In some versions closer to the last working one, it
was possible to switch VTs (all missing the login
prompt). In newer versions it is no longer possible.
Pressing Ctr-Alt-Esc brings up ddb on the first VT, but
as my keyboard is connected through a USB port (and a
PS/2–USB adapter) I cannot issue commands (I’m sorry).
>How-To-Repeat:
Try to boot NetBSD-current from 2017/05/17 18:00 source
(7.99.71 at the time) or later. I tried several times
with 7.99.73, .74, .75, and some versions of 8.99.1 up to
2017/06/27. The earlier version and date comes from bisecting
the problem with precision up to two kernel-specific commits.
A version before
http://mail-index.netbsd.org/source-changes/2017/05/17/msg084531.html
worked fine. A version after
http://mail-index.netbsd.org/source-changes/2017/05/17/msg084532.html
did not.
I deleted my build directory before realising these two
changes were not a single commit. I can check the last
remaining version (between the two changes) on request.
Since I do not know of anyone facing a similar problem,
it is highly probable that it is specific to my
hardware or configuration. Fortunately, it seems
to be reproducible every time I try. Any help with
supplying the relevant details will be appreciated.
>Fix:
Boot into single user mode.
# fsck -fy
# mount -rw /
Replace the kernel with a version from 2017/05/17 12:00 source.
# shutdown -r now
Note that no changes to the userspace programs are necessary.
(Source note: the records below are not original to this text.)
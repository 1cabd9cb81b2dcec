//! REST API for under-seat bag fit checks
//!
//! All endpoints live under `/api`. When a static directory is configured the
//! built front end is served for every other path, with `index.html` as the
//! client-side routing fallback.

use std::net::SocketAddr;
use std::time::Duration;

use axum::{
    extract::{Request, State},
    http::{
        header::{CACHE_CONTROL, CONTENT_TYPE},
        HeaderName, HeaderValue, Method, Uri,
    },
    middleware::{self, Next},
    response::Response,
    routing::{get, patch, post},
    Router,
};
use tokio::{
    net::TcpListener,
    signal::{self, ctrl_c},
};
use tower_http::{
    cors::{Any, CorsLayer},
    services::{ServeDir, ServeFile},
    set_header::SetResponseHeaderLayer,
    trace::TraceLayer,
};
use tracing::info;

pub mod auth;
pub mod error;
pub mod routes;
pub mod state;

pub use error::ApiError;
pub use state::AppState;

use auth::USER_ID_HEADER;
use routes::{airlines, bag_check, bags, user_bags};

/// Build the application router
pub fn router(state: AppState) -> Router {
    let api = Router::new()
        .route("/airlines", get(airlines::list_airlines))
        .route("/airlines/{iata_code}", get(airlines::get_airline))
        .route("/bags", get(bags::list_bags).post(bags::create_bag))
        .route("/bags/search", get(bags::search_bags))
        .route(
            "/user/bags",
            get(user_bags::list_user_bags).post(user_bags::add_user_bag),
        )
        .route(
            "/user/bags/{id}",
            patch(user_bags::rename_user_bag).delete(user_bags::remove_user_bag),
        )
        .route("/bag-check", post(bag_check::check_bag))
        .route("/user/bag-checks", get(bag_check::list_bag_checks))
        .fallback(api_not_found)
        .layer(SetResponseHeaderLayer::overriding(
            CACHE_CONTROL,
            HeaderValue::from_static("no-store"),
        ));

    let cors = CorsLayer::new()
        .allow_origin(Any)
        .allow_methods([
            Method::GET,
            Method::POST,
            Method::PATCH,
            Method::DELETE,
            Method::OPTIONS,
        ])
        .allow_headers([CONTENT_TYPE, HeaderName::from_static(USER_ID_HEADER)])
        .max_age(Duration::from_secs(60 * 60));

    let mut app = Router::new().nest("/api", api);

    if let Some(ref static_dir) = state.static_dir {
        info!(static_dir = %static_dir.display(), "serving static assets");
        let assets = ServeDir::new(static_dir)
            .fallback(ServeFile::new(static_dir.join("index.html")));
        app = app.fallback_service(assets).layer(middleware::from_fn_with_state(
            state.asset_max_age_secs,
            static_cache_control,
        ));
    }

    app.layer(cors)
        .layer(TraceLayer::new_for_http())
        .with_state(state)
}

/// Unknown API paths never fall through to the front end
async fn api_not_found(uri: Uri) -> ApiError {
    ApiError::NotFound(format!("No API endpoint at {}", uri.path()))
}

/// Cache policy for the front end: the HTML shell is always revalidated,
/// fingerprinted assets are immutable.
async fn static_cache_control(State(max_age): State<u64>, request: Request, next: Next) -> Response {
    let path = request.uri().path().to_string();
    let mut response = next.run(request).await;

    if path.starts_with("/api/") || response.headers().contains_key(CACHE_CONTROL) {
        return response;
    }

    let is_shell = path == "/"
        || path.ends_with(".html")
        || response
            .headers()
            .get(CONTENT_TYPE)
            .and_then(|v| v.to_str().ok())
            .is_some_and(|ct| ct.starts_with("text/html"));
    let value = if is_shell {
        HeaderValue::from_static("no-cache")
    } else {
        match HeaderValue::from_str(&format!("public, max-age={max_age}, immutable")) {
            Ok(value) => value,
            Err(_) => return response,
        }
    };
    response.headers_mut().insert(CACHE_CONTROL, value);
    response
}

/// Bind and serve until Ctrl+C or SIGTERM
pub async fn start_server(state: AppState, addr: SocketAddr) -> seatcheck_types::Result<()> {
    let app = router(state);

    let listener = TcpListener::bind(addr).await?;
    info!("Server running on http://{}", listener.local_addr()?);

    axum::serve(listener, app)
        .with_graceful_shutdown(shutdown_signal())
        .await?;

    info!("Server shut down");
    Ok(())
}

async fn shutdown_signal() {
    let ctrl_c = async {
        ctrl_c().await.expect("Failed to install Ctrl+C handler");

        info!("Received Ctrl+C, shutting down");
    };

    #[cfg(unix)]
    let terminate = async {
        signal::unix::signal(signal::unix::SignalKind::terminate())
            .expect("Failed to install signal handler")
            .recv()
            .await;

        info!("Received terminate signal, shutting down");
    };

    #[cfg(not(unix))]
    let terminate = std::future::pending::<()>();

    tokio::select! {
        _ = ctrl_c => {},
        _ = terminate => {},
    }
}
8.99.1 userspace programs seem to work fine with 7.99.71 kernel.
>Release-Note:
>Audit-Trail:
From: coypu@sdf.org
To: gnats-bugs@NetBSD.org
Cc:
Subject: Re: kern/52364: System hangs not much before showing the login
prompt; changes in VFS suspected
Date: Tue, 4 Jul 2017 06:30:34 +0000
Hi,
The error case of vfs_suspend means we keep on holding vfs_suspend_lock.
vrevoke_suspend_next will convey the failure by returning NULL, but I
think vrevoke might not be checking for that.
unionfs seems to be the only one not using genfs_suspendctl, so possibly
the odd one and the reason no one else is seeing this.
./unionfs/unionfs_vfsops.c: .vfs_suspendctl = (void *)eopnotsupp,
From: "J. Hannken-Illjes" <hannken@eis.cs.tu-bs.de>
To: gnats-bugs@NetBSD.org
Cc:
Subject: Re: kern/52364: System hangs not much before showing the login
prompt; changes in VFS suspected
Date: Tue, 4 Jul 2017 10:28:17 +0200
--Apple-Mail=_0CDE0FE9-5A71-4849-B082-21827C920AA6
Content-Transfer-Encoding: 7bit
Content-Type: text/plain;
charset=us-ascii
First, this has nothing to do with fs/unionfs, it is dead code and
we use fs/union.
As you are not able to enter commands at the ddb prompt please apply
the attached diff to sys/kern/vfs_vnode.c Rev 1.88. It will now
print diagnostics for every call to vrevoke() like this:
revoke: vnode 0xfffffe8438244e70 flags 0x30<MPSAFE,LOCKSWORK>
<...>
Fstrans locks by lwp:
Fstrans state by mount:
revoke 0xfffffe8438244e70 done
The printout starting at the last "revoke: vnode..." is interesting.
Maybe putting "ddb.commandonenter=trace" into /etc/sysctl.conf would
help too ...
--
J. Hannken-Illjes - hannken@eis.cs.tu-bs.de - TU Braunschweig (Germany)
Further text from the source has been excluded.